General elections were held in Fiji in 1926.

==Electoral system==
The Legislative Council consisted of 12 official members (eleven civil servants and a British subject not holding public office), seven elected Europeans and two appointed Fijians. The Governor served as President of the Council.

The Europeans were elected from six constituencies; Eastern, Northern, Southern, Suva, Vanua Levu & Taveuni and Western. Voting was restricted to men aged 21 or over who had been born to European parents (or a European father and was able to read, speak and write English) who were British subjects and had been continuously resident in Fiji for 12 months, owning at least £20 of freehold or leasehold property or having an annual income of at least £120, and were not on the public payroll.

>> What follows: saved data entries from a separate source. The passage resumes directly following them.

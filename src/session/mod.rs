//! Backend session handles and the connector that produces them.
//!
//! The connector is the only place that knows what a valid connection needs
//! (platform, runtime markers, executable). Stages only ever see a handle.
use serde::Serialize;
use std::fmt;
use std::path::{Path, PathBuf};
use thiserror::Error;

pub mod mumps;

/// Identity of one connection; distinct for every successful connect.
#[derive(Debug, Clone, Copy, PartialEq, Eq, PartialOrd, Ord, Hash, Serialize)]
#[serde(transparent)]
pub struct SessionId(pub u64);

impl fmt::Display for SessionId {
    fn fmt(&self, f: &mut fmt::Formatter<'_>) -> fmt::Result {
        write!(f, "#{}", self.0)
    }
}

pub trait Session {
    fn id(&self) -> SessionId;
}

/// Opens backend sessions on demand.
///
/// Each call yields an independent handle; prior handles are neither reused
/// nor validated.
pub trait Connector {
    type Session: Session;

    fn connect(&mut self, log: &Path) -> Result<Self::Session, ConnectError>;
}

/// How an issued command finished.
#[derive(Debug, Clone, Copy, PartialEq, Eq)]
pub enum Completion {
    /// The command returned and the session is still usable.
    Returned,
    /// The backend ended the session while (or after) running the command.
    Halted,
}

#[derive(Debug, Error)]
pub enum ConnectError {
    #[error("backend runtime not configured: {0}")]
    Environment(String),
    #[error("open session log {}", path.display())]
    Log {
        path: PathBuf,
        #[source]
        source: std::io::Error,
    },
    #[error("spawn backend {program}")]
    Spawn {
        program: String,
        #[source]
        source: std::io::Error,
    },
    #[error("backend session not ready")]
    NotReady(#[source] SessionError),
}

#[derive(Debug, Error)]
pub enum SessionError {
    #[error("session is closed")]
    Closed,
    #[error("backend error: {0}")]
    Backend(String),
    #[error("session i/o")]
    Io(#[from] std::io::Error),
}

| Constituency | Geographical area |
|---|---|
| Eastern | Lau Province, Lomaiviti Province |
| Northern | Ba District, Colo North Province, Ra Province |
| Southern | Colo East Province, Kadavu Province, Naitasiri Province, Namosi Province, Rewa Province (except Suva), Serua Province, Tailevu Province |
| Suva | Suva Municipality |
| Vanua Levu and Taveuni | Bua Province, Cakaudrove Province, Macuata Province |
| Western | Colo West Province, Lautoka District, Nadi District, Nadroga Province |

==Results==

| Constituency | Candidate | Votes | % | Notes |
| Eastern | John Maynard Hedstrom | 73 | 86.9 | Re-elected |
| C. de Mouncey | 11 | 13.1 |  |
| Informal votes | 1 | – |  |
| Northern | Hugh Ragg | 76 | 63.9 | Elected |
| Henry Lamb Kennedy | 43 | 36.1 | Unseated |
| Informal votes | 2 | – |  |
| Southern | Alport Barker | Unopposed |  | Re-elected |
| Suva | Henry Marks | Unopposed |  | Re-elected |
| Henry Milne Scott | Unopposed |  | Re-elected |
| Vanua Levu & Taveuni | William Edmund Willoughby-Tottenham | 129 | 70.5 | Elected |
| G. Garrick | 54 | 29.5 |  |
| Informal votes | 8 | – |  |
| Western | Percival William Faddy | 104 | 55.6 | Re-elected |
| Charles Wimbledon Thomas | 83 | 44.4 |  |
| Informal votes | 7 | – |  |
Source: Ali

==Aftermath==
Badri Maharaj was nominated as the member representing Indo-Fijians.

Joni Mataitini and Deve Toganivalu were appointed as the Fijian members, despite Toganivalu having finished third behind Epeli Ganilau in the voting by the Great Council of Chiefs.